WHAT IS BEING ASKED: Although the data below holds other lines too, output only those from the line with "of registered analyzers." up to and including the line with "with an empty", exactly as they appear.

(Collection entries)
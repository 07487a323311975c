//! Fixpoint driver.
//!
//! [`StrataEngine`] owns the fact store and the analyzer registry and runs
//! the saturation loop: insert, collect the dirty-set, run every analyzer
//! against it, union the produced dirty-sets, repeat until a full pass
//! produces nothing.

use std::collections::BTreeSet;
use std::sync::{Arc, RwLock};

use futures::future::try_join_all;
use tracing::debug;

use crate::analyzer::{Analysis, Analyzer};
use crate::error::{StorageError, StrataResult};
use crate::fact::{Context, Fact, FactTemplate};
use crate::storage::FactStore;
use crate::value::ValueType;

fn lock_err(context: &'static str) -> StorageError {
    StorageError::Backend(format!("poisoned lock: {context}"))
}

/// The engine: fact store plus analyzer registry plus saturation loop.
///
/// Process-wide by construction: wrap it in an `Arc` and share it between
/// transport handlers. Analyzers are appended, never removed; the registry
/// is not persisted across restarts.
pub struct StrataEngine {
    store: Arc<dyn FactStore>,
    analyzers: RwLock<Vec<Arc<Analyzer>>>,
}

impl StrataEngine {
    /// Creates an engine over `store`.
    #[must_use]
    pub fn new(store: Arc<dyn FactStore>) -> Self {
        Self {
            store,
            analyzers: RwLock::new(Vec::new()),
        }
    }

    /// The underlying fact store.
    #[must_use]
    pub fn store(&self) -> &Arc<dyn FactStore> {
        &self.store
    }

    /// Number of registered analyzers.
    pub fn analyzer_count(&self) -> StrataResult<usize> {
        let analyzers = self
            .analyzers
            .read()
            .map_err(|_| lock_err("analyzers.read"))?;
        Ok(analyzers.len())
    }

    /// Registers a predicate schema. See [`FactStore::add_type`].
    pub async fn register_type(&self, name: &str, signature: &[ValueType]) -> StrataResult<bool> {
        self.store.add_type(name, signature).await
    }

    /// Inserts `facts` and saturates.
    ///
    /// Returns only when the triggered fixpoint has quiesced. An ill-typed
    /// fact rejects the whole batch before anything runs; an analyzer
    /// failure aborts the fixpoint mid-flight (facts already ingested
    /// remain).
    pub async fn set(&self, facts: &[Fact]) -> StrataResult<()> {
        let dirty = self.store.set_facts(facts).await?;
        if !dirty.is_empty() {
            self.run_all(dirty).await?;
        }
        Ok(())
    }

    /// One-shot conjunctive query. Never triggers analyzer dispatch.
    pub async fn derive(&self, premises: &[FactTemplate]) -> StrataResult<Vec<Context>> {
        self.store.get_facts(premises).await
    }

    /// Registers an analyzer and immediately runs it once with an empty
    /// dirty-set so it catches up on every pre-existing fact, then
    /// saturates if that first pass produced anything.
    ///
    /// The engine call returns once quiesced; at the RPC layer the
    /// `analyzer` call stays pending forever, since an analyzer is a
    /// long-lived subscription.
    pub async fn add_analyzer(
        &self,
        name: impl Into<String>,
        premises: Vec<FactTemplate>,
        analysis: Arc<dyn Analysis>,
    ) -> StrataResult<()> {
        let analyzer = Arc::new(Analyzer::new(name, premises, analysis));
        {
            let mut analyzers = self
                .analyzers
                .write()
                .map_err(|_| lock_err("analyzers.write"))?;
            analyzers.push(Arc::clone(&analyzer));
        }
        debug!(analyzer = %analyzer.name(), "registered, running catch-up pass");

        let dirty = analyzer.run(self.store.as_ref(), &BTreeSet::new()).await?;
        if !dirty.is_empty() {
            self.run_all(dirty).await?;
        }
        Ok(())
    }

    /// The saturation loop.
    ///
    /// Each generation runs every analyzer concurrently against the current
    /// dirty-set and unions what they produce. The loop exits only when a
    /// full pass produces an empty union; divergent analyzer sets make it
    /// run forever, which is the specified behavior.
    async fn run_all(&self, mut dirty: BTreeSet<String>) -> StrataResult<()> {
        let mut generation = 0u64;
        while !dirty.is_empty() {
            let snapshot: Vec<Arc<Analyzer>> = {
                let analyzers = self
                    .analyzers
                    .read()
                    .map_err(|_| lock_err("analyzers.read"))?;
                analyzers.clone()
            };
            debug!(generation, dirty = ?dirty, analyzers = snapshot.len(), "saturation pass");

            let produced = try_join_all(
                snapshot
                    .iter()
                    .map(|analyzer| analyzer.run(self.store.as_ref(), &dirty)),
            )
            .await?;

            dirty = produced.into_iter().flatten().collect();
            generation += 1;
        }
        debug!(generations = generation, "quiesced");
        Ok(())
    }
}

#[cfg(test)]
mod tests {
    use std::sync::atomic::{AtomicUsize, Ordering};

    use async_trait::async_trait;

    use super::*;
    use crate::error::AnalysisError;
    use crate::fact::TemplateArg;
    use crate::storage::MemoryStore;
    use crate::value::Value;

    /// Derives `to(x)` from each `from(?x)` binding, counting calls.
    struct Rename {
        to: &'static str,
        calls: AtomicUsize,
    }

    #[async_trait]
    impl Analysis for Rename {
        async fn analyze(&self, context: Context) -> Result<Vec<Fact>, AnalysisError> {
            self.calls.fetch_add(1, Ordering::SeqCst);
            Ok(vec![Fact::new(self.to, vec![context[0].clone()])])
        }
    }

    fn bound0(name: &str) -> Vec<FactTemplate> {
        vec![FactTemplate::new(name, vec![TemplateArg::Bound(0)])]
    }

    async fn engine_with_types(names: &[&str]) -> StrataEngine {
        let store = Arc::new(MemoryStore::new());
        let engine = StrataEngine::new(store);
        for name in names {
            assert!(engine
                .register_type(name, &[ValueType::String])
                .await
                .unwrap());
        }
        engine
    }

    #[tokio::test]
    async fn set_saturates_through_one_analyzer() {
        let engine = engine_with_types(&["a", "b"]).await;
        let rename = Arc::new(Rename { to: "b", calls: AtomicUsize::new(0) });
        engine
            .add_analyzer("a_to_b", bound0("a"), rename.clone())
            .await
            .unwrap();

        engine
            .set(&[Fact::new("a", vec![Value::String("k".into())])])
            .await
            .unwrap();

        let ctxs = engine.derive(&bound0("b")).await.unwrap();
        assert_eq!(ctxs, vec![vec![Value::String("k".into())]]);
        assert_eq!(rename.calls.load(Ordering::SeqCst), 1);
    }

    #[tokio::test]
    async fn chained_analyzers_cascade_to_quiescence() {
        let engine = engine_with_types(&["a", "b", "c"]).await;
        engine
            .add_analyzer(
                "a_to_b",
                bound0("a"),
                Arc::new(Rename { to: "b", calls: AtomicUsize::new(0) }),
            )
            .await
            .unwrap();
        engine
            .add_analyzer(
                "b_to_c",
                bound0("b"),
                Arc::new(Rename { to: "c", calls: AtomicUsize::new(0) }),
            )
            .await
            .unwrap();

        engine
            .set(&[Fact::new("a", vec![Value::String("k".into())])])
            .await
            .unwrap();

        // a -> b in generation one, b -> c in generation two.
        let ctxs = engine.derive(&bound0("c")).await.unwrap();
        assert_eq!(ctxs, vec![vec![Value::String("k".into())]]);
    }

    #[tokio::test]
    async fn registration_catches_up_on_existing_facts() {
        let engine = engine_with_types(&["a", "b"]).await;
        engine
            .set(&[Fact::new("a", vec![Value::String("pre".into())])])
            .await
            .unwrap();

        let rename = Arc::new(Rename { to: "b", calls: AtomicUsize::new(0) });
        engine
            .add_analyzer("a_to_b", bound0("a"), rename.clone())
            .await
            .unwrap();

        // The pre-existing fact was picked up by the catch-up pass.
        let ctxs = engine.derive(&bound0("b")).await.unwrap();
        assert_eq!(ctxs, vec![vec![Value::String("pre".into())]]);
        assert_eq!(rename.calls.load(Ordering::SeqCst), 1);
        assert_eq!(engine.analyzer_count().unwrap(), 1);
    }

    #[tokio::test]
    async fn reinsert_does_not_redispatch() {
        let engine = engine_with_types(&["a", "b"]).await;
        let rename = Arc::new(Rename { to: "b", calls: AtomicUsize::new(0) });
        engine
            .add_analyzer("a_to_b", bound0("a"), rename.clone())
            .await
            .unwrap();

        let fact = Fact::new("a", vec![Value::String("k".into())]);
        engine.set(&[fact.clone()]).await.unwrap();
        engine.set(&[fact]).await.unwrap();

        assert_eq!(rename.calls.load(Ordering::SeqCst), 1);
    }

    #[tokio::test]
    async fn derive_does_not_trigger_analyzers() {
        let engine = engine_with_types(&["a", "b"]).await;
        let rename = Arc::new(Rename { to: "b", calls: AtomicUsize::new(0) });
        engine
            .add_analyzer("a_to_b", bound0("a"), rename.clone())
            .await
            .unwrap();

        // Insert bypassing the engine, then derive: no dispatch happens.
        engine
            .store()
            .set_facts(&[Fact::new("a", vec![Value::String("k".into())])])
            .await
            .unwrap();
        let ctxs = engine.derive(&bound0("a")).await.unwrap();
        assert_eq!(ctxs.len(), 1);
        assert_eq!(rename.calls.load(Ordering::SeqCst), 0);
    }
}
//! Facts, templates, and query contexts.
//!
//! A [`Fact`] is a named, positionally typed tuple of values. A
//! [`FactTemplate`] is a pattern over one predicate; a sequence of templates
//! under a shared variable scope forms a conjunctive query. A [`Context`] is
//! the query result: values indexed by variable id.

use std::collections::BTreeSet;
use std::fmt;

use serde::{Deserialize, Serialize};

use crate::error::{StrataError, StrataResult};
use crate::value::Value;

/// A ground fact: predicate name plus argument tuple.
///
/// Facts order first by name, then element-wise by [`Value`] order; equality
/// is derived from that order. The fact store holds a set under this
/// equality.
#[derive(Debug, Clone, PartialEq, Eq, PartialOrd, Ord, Hash, Serialize, Deserialize)]
pub struct Fact {
    /// Predicate name, `[a-z0-9_]+`.
    pub name: String,
    /// Argument values, positionally matching the registered signature.
    pub args: Vec<Value>,
}

impl Fact {
    /// Convenience constructor.
    pub fn new(name: impl Into<String>, args: Vec<Value>) -> Self {
        Self {
            name: name.into(),
            args,
        }
    }
}

impl fmt::Display for Fact {
    fn fmt(&self, f: &mut fmt::Formatter<'_>) -> fmt::Result {
        write!(f, "{}(", self.name)?;
        for (i, arg) in self.args.iter().enumerate() {
            if i > 0 {
                write!(f, ", ")?;
            }
            write!(f, "{arg}")?;
        }
        write!(f, ")")
    }
}

/// One template position.
///
/// Variable ids are dense small integers scoped to a single query; the same
/// id may appear in several positions and premises, which is what expresses
/// a join.
#[derive(Debug, Clone, PartialEq, Eq, Hash, Serialize, Deserialize)]
#[serde(tag = "kind", content = "arg", rename_all = "snake_case")]
pub enum TemplateArg {
    /// Matches iff the fact's value at this position equals the payload.
    Exact(Value),
    /// Scalar unification variable.
    Bound(usize),
    /// Aggregated variable: excluded from the grouping key, bound to the
    /// list of values it takes across the group.
    Forall(usize),
    /// Matches anything, exports nothing.
    Unbound,
}

impl TemplateArg {
    /// The variable id this position exports, if any.
    #[must_use]
    pub const fn var(&self) -> Option<usize> {
        match self {
            Self::Bound(v) | Self::Forall(v) => Some(*v),
            Self::Exact(_) | Self::Unbound => None,
        }
    }
}

/// A pattern over a single predicate.
#[derive(Debug, Clone, PartialEq, Eq, Hash, Serialize, Deserialize)]
pub struct FactTemplate {
    /// Predicate name this premise matches against.
    pub name: String,
    /// Template positions, one per predicate argument.
    pub args: Vec<TemplateArg>,
}

impl FactTemplate {
    /// Convenience constructor.
    pub fn new(name: impl Into<String>, args: Vec<TemplateArg>) -> Self {
        Self {
            name: name.into(),
            args,
        }
    }
}

/// A query result row: values indexed by variable id.
///
/// Every context produced by a K-variable query has length K. Contexts
/// compare lexicographically by [`Value`] order, which is the order query
/// results are returned in and the order the seen-binding caches use.
pub type Context = Vec<Value>;

/// The variable scope of one conjunctive query.
///
/// Computed once per query and shared by the match loop, the Forall
/// aggregation step, and the analyzer's dependent-set bookkeeping.
#[derive(Debug, Clone, PartialEq, Eq)]
pub struct QueryScope {
    /// Total number of variables; contexts have this length.
    pub var_count: usize,
    /// Ids marked `Forall` in at least one position.
    pub forall: BTreeSet<usize>,
}

impl QueryScope {
    /// Derives the scope of `premises`, validating that variable ids are
    /// dense: every id in `0..var_count` must be referenced somewhere.
    ///
    /// # Errors
    ///
    /// `InvalidQuery` when an id in the range is never referenced (contexts
    /// are positional on the wire, so a hole would shift every later
    /// binding).
    pub fn of(premises: &[FactTemplate]) -> StrataResult<Self> {
        let mut seen = BTreeSet::new();
        let mut forall = BTreeSet::new();
        for premise in premises {
            for arg in &premise.args {
                if let Some(v) = arg.var() {
                    seen.insert(v);
                    if matches!(arg, TemplateArg::Forall(_)) {
                        forall.insert(v);
                    }
                }
            }
        }

        let var_count = seen.iter().next_back().map_or(0, |max| max + 1);
        for v in 0..var_count {
            if !seen.contains(&v) {
                return Err(StrataError::InvalidQuery {
                    reason: format!("variable ids must be dense: id {v} is never referenced"),
                });
            }
        }

        Ok(Self { var_count, forall })
    }
}

/// The union of predicate names referenced by `premises`.
///
/// This is an analyzer's *dependent set*: the predicates whose growth can
/// produce new premise bindings.
#[must_use]
pub fn dependent_predicates(premises: &[FactTemplate]) -> BTreeSet<String> {
    premises.iter().map(|p| p.name.clone()).collect()
}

WRITTEN RESPONSE:
    /// Number of registered analyzers.
    pub fn analyzer_count(&self) -> StrataResult<usize> {
        let analyzers = self
            .analyzers
            .read()
            .map_err(|_| lock_err("analyzers.read"))?;
        Ok(analyzers.len())
    }

    /// Registers a predicate schema. See [`FactStore::add_type`].
    pub async fn register_type(&self, name: &str, signature: &[ValueType]) -> StrataResult<bool> {
        self.store.add_type(name, signature).await
    }

    /// Inserts `facts` and saturates.
    ///
    /// Returns only when the triggered fixpoint has quiesced. An ill-typed
    /// fact rejects the whole batch before anything runs; an analyzer
    /// failure aborts the fixpoint mid-flight (facts already ingested
    /// remain).
    pub async fn set(&self, facts: &[Fact]) -> StrataResult<()> {
        let dirty = self.store.set_facts(facts).await?;
        if !dirty.is_empty() {
            self.run_all(dirty).await?;
        }
        Ok(())
    }

    /// One-shot conjunctive query. Never triggers analyzer dispatch.
    pub async fn derive(&self, premises: &[FactTemplate]) -> StrataResult<Vec<Context>> {
        self.store.get_facts(premises).await
    }

    /// Registers an analyzer and immediately runs it once with an empty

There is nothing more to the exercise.